As peculiaridades principais da missa hispano-moçárabe são: entre a celebração da Palavra e da Eucaristia, situa-se um bloco caraterístico, com o ofertório, a intercessão dos dípticos (em forma litânica, que é uma solene confissão de unidade eclesial) e o sinal da Paz; a Oração Eucarística compõe-se de peças próprias do dia (illatio ou prefácio, a post sanctus e a post pridie) entrelaçadas com as fixas (diálogo, Santo, narração, doxologia); s epiclese encontra-se depois da narração; e a preparação para a Comunhão inicia-se com a confissão de fé e conclui-se, imediatamente antes da comunhão, com a bênção ao povo.

O Ofício Divino hispânico é particularmente rico. Havia a organização catedralícia e a monástica.

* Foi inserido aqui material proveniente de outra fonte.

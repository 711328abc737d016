mod orchestrator;
mod runtime;
mod shutdown;
mod startup;
mod state;
mod types;


pub use orchestrator::VloggerOrchestrator;
pub use types::{ComponentState, ShutdownReason};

A primeira, para o clero e povo, com as suas duas horas principais, matutina e vespertina, e com mais ênfase nas antífonas e na eucologia do que nos Salmos. A segunda, para os monges, com mais horas, além das duas principais, e com mais importância para a salmodia. Os livros principais eram o Saltério, o Oracional, o Antifonário e o Salmógrafo que formaram, quando se reuniram, o Breviarium Gothicum ou o Liber Horarum. Para os vários sacramentos, o livro oficial é o Liber Ordinum, com certas caraterísticas, como a união entre o Batismo e a Confirmação, uma única imersão batismal, em vez da tripla romana, as etapas do processo penitencial público, que desembocam no rito penitencial comunitário de Sexta-Feira Santa, com o rito da “indulgência”, a riqueza dos gestos simbólicos e textos do matrimónio, etc. E, no ano Litúrgico, é caraterística a Festa de Santa Maria, a 18 de dezembro, a Apparitio Domini ou Epifania, e o I Domingo da Quaresma, em que se celebra a despedida do Aleluia.

Enfim, riqueza cultural e espiritual que só enriquece a diversidade na unidade eclesial.